Your instructions: Copy, from the data below, each line that has the word "devices".

Available data:

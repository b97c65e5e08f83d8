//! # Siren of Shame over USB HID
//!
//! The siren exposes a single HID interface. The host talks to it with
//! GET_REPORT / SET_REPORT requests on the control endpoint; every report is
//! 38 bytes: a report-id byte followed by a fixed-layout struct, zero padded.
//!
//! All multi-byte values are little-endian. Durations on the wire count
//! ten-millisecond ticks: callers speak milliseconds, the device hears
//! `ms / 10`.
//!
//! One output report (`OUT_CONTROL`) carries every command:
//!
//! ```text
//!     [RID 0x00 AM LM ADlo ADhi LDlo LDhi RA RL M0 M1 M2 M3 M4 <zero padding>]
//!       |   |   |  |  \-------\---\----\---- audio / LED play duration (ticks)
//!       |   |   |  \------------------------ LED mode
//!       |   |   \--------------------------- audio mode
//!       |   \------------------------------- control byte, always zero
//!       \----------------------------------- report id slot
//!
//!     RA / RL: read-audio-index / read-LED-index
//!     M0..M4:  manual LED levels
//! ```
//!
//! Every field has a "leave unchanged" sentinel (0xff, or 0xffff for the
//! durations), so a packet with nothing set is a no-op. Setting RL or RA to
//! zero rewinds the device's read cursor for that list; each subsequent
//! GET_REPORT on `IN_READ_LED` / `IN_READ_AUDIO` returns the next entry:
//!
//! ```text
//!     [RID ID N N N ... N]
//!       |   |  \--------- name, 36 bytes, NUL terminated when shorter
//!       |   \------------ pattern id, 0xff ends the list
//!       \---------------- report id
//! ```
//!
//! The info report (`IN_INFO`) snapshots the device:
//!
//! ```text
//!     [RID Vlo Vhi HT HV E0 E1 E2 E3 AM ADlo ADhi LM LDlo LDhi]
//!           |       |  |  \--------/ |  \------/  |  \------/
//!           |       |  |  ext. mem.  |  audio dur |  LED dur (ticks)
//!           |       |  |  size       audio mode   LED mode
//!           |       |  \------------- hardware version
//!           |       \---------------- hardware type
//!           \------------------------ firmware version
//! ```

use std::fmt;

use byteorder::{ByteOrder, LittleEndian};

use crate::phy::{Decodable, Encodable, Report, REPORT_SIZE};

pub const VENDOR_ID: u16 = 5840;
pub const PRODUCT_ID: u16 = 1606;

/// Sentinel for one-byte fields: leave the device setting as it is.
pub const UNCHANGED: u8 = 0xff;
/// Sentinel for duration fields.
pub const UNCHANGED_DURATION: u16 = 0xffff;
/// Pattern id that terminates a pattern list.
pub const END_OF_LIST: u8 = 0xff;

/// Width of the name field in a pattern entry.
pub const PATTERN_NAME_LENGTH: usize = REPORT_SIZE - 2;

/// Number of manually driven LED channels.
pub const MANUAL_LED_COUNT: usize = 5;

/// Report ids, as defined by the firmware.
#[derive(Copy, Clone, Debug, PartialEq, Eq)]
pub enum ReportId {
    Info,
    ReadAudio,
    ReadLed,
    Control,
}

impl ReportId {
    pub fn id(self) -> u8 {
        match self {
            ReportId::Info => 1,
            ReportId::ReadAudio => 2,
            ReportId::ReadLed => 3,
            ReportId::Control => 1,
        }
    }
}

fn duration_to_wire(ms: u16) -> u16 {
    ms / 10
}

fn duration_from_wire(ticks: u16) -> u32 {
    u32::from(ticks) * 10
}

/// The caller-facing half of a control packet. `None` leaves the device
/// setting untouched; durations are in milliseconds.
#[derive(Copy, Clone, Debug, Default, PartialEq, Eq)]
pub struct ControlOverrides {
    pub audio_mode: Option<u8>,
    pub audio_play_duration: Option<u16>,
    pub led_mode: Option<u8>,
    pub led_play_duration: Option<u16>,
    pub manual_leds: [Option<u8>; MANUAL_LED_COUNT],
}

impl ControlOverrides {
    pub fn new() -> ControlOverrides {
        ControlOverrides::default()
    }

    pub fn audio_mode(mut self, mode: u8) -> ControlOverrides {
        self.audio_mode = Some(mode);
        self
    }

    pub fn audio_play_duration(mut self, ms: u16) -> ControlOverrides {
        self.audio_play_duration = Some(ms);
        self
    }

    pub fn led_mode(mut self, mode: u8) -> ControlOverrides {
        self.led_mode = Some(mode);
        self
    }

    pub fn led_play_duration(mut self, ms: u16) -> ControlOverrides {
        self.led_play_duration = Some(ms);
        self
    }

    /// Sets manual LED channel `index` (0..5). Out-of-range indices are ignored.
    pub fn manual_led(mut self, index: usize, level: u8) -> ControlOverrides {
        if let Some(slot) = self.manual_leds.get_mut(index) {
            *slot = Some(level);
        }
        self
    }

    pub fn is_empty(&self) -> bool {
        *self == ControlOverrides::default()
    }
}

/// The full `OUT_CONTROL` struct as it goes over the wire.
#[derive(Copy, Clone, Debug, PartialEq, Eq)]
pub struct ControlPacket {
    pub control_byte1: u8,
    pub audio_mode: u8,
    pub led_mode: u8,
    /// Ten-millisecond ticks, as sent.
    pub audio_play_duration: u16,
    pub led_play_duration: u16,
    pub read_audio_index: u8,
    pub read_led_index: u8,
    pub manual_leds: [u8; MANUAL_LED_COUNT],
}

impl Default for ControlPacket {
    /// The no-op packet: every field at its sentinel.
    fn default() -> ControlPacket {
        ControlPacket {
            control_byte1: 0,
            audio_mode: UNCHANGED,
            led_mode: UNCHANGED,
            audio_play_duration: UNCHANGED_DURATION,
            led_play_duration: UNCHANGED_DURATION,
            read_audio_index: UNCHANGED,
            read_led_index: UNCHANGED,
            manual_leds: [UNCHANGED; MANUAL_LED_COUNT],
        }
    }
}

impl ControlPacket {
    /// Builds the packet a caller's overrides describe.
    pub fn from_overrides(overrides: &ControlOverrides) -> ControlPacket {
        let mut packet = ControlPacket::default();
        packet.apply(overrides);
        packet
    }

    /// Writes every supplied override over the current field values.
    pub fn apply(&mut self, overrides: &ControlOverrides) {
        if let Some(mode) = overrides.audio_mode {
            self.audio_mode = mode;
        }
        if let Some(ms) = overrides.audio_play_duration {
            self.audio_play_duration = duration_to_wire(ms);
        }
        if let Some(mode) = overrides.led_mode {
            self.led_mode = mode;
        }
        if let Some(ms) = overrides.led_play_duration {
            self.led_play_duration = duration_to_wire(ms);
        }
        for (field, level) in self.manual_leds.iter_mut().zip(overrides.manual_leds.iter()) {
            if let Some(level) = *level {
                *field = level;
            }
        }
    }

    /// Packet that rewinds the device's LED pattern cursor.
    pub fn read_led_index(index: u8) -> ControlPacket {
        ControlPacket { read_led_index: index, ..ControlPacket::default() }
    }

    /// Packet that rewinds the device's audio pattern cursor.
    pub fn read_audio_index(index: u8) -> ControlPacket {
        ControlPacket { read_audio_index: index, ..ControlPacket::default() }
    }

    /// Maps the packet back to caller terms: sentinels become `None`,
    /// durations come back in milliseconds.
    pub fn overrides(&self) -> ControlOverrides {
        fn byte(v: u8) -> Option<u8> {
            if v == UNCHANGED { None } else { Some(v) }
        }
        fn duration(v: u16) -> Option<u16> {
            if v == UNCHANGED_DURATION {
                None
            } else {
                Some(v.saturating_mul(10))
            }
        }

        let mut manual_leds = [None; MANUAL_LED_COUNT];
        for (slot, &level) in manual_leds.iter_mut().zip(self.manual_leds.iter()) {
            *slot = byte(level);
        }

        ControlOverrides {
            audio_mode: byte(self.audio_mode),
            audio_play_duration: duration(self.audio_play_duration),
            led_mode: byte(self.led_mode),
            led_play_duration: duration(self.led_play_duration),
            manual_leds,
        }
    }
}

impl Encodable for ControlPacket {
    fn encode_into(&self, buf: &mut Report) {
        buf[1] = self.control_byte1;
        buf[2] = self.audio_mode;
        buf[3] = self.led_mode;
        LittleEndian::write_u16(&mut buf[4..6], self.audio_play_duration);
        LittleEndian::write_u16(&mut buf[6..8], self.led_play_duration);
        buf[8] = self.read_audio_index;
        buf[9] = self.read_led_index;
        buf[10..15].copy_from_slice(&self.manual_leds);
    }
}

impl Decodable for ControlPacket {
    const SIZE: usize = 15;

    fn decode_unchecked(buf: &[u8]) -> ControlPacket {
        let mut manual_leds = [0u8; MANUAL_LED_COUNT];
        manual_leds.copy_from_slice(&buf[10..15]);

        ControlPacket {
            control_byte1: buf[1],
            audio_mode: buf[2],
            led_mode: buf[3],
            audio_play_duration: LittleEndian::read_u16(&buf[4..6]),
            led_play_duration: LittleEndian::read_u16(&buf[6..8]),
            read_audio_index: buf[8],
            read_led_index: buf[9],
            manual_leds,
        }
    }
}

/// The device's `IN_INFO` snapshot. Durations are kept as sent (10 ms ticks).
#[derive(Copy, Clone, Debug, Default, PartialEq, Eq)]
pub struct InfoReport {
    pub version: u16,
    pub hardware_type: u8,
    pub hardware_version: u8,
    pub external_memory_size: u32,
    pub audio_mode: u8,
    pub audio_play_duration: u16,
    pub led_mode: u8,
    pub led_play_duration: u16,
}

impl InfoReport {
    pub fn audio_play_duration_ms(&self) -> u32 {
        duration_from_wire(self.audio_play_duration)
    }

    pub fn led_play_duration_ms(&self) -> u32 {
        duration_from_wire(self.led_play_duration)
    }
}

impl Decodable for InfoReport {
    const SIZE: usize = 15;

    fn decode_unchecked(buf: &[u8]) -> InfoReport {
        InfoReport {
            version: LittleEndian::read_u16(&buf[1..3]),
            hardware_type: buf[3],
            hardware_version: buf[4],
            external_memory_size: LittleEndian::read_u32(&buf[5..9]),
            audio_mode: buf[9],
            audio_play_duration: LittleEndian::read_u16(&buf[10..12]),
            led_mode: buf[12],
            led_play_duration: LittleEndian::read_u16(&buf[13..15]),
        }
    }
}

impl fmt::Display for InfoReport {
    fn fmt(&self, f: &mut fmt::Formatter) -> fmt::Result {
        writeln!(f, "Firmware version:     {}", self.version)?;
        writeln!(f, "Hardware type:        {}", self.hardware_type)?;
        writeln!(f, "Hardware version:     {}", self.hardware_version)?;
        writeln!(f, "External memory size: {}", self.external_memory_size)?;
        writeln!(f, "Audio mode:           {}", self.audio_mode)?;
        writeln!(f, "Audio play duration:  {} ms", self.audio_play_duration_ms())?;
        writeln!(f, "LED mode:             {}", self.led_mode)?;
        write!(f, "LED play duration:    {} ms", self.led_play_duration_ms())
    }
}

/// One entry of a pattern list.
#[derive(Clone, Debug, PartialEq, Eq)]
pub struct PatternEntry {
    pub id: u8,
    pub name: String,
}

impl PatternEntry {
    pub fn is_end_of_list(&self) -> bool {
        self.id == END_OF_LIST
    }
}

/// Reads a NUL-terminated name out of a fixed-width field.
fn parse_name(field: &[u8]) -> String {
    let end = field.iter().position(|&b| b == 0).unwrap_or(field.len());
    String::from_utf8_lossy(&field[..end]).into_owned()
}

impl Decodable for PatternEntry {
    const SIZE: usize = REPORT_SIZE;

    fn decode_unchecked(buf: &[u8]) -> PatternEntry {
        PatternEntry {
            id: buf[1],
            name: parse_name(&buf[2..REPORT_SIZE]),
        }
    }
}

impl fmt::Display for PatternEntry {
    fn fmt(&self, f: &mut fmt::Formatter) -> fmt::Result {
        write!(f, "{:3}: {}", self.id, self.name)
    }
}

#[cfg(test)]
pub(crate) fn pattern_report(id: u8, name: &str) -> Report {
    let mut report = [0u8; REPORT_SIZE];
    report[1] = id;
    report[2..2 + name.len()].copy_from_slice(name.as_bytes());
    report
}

---

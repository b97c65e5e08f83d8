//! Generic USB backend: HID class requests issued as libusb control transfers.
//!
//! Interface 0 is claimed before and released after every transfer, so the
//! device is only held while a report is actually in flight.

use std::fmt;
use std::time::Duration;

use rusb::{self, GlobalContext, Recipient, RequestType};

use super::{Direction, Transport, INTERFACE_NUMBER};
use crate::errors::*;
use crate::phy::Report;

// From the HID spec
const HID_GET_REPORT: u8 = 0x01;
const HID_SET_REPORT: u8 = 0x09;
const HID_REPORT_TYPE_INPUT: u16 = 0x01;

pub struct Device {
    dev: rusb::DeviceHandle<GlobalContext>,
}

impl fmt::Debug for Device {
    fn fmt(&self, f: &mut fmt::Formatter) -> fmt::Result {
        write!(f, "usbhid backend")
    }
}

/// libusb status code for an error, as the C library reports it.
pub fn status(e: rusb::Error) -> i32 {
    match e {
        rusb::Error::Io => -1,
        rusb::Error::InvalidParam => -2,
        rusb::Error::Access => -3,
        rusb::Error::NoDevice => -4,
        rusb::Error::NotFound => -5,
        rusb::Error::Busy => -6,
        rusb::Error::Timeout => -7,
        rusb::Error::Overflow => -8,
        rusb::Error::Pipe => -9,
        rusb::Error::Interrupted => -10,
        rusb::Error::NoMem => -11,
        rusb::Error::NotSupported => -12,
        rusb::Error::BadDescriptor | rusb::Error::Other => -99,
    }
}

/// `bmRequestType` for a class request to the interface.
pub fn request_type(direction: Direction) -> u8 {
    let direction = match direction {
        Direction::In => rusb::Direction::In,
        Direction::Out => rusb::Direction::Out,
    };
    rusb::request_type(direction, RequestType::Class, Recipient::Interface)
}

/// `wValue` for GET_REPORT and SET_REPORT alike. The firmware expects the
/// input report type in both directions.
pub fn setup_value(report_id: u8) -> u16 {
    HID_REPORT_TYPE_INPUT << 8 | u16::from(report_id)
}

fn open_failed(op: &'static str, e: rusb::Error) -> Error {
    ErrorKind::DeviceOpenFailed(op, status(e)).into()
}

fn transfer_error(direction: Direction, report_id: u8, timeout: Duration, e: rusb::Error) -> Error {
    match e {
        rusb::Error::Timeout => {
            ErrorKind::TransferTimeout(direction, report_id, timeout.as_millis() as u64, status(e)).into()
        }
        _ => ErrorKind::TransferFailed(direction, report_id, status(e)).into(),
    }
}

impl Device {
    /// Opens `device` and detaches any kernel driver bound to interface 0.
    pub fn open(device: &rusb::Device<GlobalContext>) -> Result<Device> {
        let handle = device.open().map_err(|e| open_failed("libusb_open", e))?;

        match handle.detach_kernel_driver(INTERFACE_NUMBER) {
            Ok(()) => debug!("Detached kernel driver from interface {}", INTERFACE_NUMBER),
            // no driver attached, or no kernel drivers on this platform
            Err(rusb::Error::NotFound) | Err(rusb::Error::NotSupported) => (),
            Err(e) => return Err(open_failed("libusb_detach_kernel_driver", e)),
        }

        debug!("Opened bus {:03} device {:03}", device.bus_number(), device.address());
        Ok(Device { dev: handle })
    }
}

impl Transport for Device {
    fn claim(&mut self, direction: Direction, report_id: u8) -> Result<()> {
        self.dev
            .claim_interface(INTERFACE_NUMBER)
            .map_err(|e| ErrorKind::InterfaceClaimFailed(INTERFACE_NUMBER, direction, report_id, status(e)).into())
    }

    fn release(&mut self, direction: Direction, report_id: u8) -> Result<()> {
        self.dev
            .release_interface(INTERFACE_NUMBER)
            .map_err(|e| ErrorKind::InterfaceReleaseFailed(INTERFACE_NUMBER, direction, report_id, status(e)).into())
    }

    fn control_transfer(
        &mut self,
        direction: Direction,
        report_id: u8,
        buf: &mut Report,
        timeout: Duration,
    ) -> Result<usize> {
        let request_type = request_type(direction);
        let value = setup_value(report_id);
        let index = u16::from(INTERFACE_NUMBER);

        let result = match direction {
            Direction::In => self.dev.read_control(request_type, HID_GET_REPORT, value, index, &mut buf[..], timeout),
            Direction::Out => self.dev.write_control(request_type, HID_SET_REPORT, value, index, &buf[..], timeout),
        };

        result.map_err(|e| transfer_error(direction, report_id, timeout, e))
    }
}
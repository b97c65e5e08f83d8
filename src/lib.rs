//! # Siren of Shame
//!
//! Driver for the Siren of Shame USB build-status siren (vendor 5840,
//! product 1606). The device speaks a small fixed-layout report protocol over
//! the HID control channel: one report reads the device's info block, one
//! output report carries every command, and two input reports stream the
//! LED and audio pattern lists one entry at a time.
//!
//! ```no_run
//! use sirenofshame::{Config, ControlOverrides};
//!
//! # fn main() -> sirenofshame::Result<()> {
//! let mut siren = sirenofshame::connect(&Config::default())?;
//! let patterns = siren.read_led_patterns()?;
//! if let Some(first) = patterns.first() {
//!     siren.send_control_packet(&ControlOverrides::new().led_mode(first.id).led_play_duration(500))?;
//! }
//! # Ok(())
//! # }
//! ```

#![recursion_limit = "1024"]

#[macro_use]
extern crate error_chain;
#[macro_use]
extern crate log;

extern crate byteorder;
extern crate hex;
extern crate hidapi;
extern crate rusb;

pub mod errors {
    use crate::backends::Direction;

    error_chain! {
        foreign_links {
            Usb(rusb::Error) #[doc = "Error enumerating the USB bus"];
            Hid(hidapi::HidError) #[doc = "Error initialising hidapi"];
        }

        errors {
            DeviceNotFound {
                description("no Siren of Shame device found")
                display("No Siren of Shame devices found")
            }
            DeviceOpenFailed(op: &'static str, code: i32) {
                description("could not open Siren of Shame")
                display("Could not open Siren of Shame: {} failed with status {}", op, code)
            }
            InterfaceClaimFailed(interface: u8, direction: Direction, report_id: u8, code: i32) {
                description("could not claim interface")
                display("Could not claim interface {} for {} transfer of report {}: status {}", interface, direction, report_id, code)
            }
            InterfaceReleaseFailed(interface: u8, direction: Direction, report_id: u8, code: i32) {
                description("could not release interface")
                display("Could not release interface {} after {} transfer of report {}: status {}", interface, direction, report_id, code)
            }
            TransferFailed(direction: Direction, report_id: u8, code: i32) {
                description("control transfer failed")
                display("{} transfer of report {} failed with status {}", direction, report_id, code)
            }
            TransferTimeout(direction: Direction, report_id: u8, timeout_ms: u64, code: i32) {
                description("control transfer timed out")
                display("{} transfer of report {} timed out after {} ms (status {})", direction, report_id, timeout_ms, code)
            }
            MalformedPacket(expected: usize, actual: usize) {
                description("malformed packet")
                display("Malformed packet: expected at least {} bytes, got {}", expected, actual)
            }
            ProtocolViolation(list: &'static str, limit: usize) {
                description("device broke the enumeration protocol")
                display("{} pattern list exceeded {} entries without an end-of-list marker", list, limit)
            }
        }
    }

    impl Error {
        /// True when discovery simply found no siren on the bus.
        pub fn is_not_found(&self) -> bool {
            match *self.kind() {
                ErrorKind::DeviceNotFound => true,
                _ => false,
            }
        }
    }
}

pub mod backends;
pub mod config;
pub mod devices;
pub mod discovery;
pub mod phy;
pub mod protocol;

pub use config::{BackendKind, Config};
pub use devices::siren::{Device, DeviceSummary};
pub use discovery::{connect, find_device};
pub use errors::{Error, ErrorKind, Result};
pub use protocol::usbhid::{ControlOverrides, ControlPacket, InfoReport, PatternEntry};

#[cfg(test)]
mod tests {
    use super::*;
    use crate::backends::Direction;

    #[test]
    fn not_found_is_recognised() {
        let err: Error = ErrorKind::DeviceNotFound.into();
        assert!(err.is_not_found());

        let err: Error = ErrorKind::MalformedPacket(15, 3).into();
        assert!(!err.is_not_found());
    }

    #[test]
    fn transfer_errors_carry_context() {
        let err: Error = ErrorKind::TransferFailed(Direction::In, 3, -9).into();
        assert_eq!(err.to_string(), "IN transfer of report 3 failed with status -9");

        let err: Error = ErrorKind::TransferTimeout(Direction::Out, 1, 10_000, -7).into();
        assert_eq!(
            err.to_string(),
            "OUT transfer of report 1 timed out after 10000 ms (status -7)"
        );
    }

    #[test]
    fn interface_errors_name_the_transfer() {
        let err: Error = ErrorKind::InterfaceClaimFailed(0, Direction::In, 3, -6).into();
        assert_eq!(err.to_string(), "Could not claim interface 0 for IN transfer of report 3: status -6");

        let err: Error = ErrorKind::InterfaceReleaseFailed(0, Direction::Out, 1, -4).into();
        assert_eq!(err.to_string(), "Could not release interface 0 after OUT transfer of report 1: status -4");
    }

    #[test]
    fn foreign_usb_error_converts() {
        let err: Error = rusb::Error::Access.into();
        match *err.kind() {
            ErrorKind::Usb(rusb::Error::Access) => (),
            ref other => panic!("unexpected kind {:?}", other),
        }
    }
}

Task answer:
                display("No Siren of Shame devices found")
pub mod devices;
pub use devices::siren::{Device, DeviceSummary};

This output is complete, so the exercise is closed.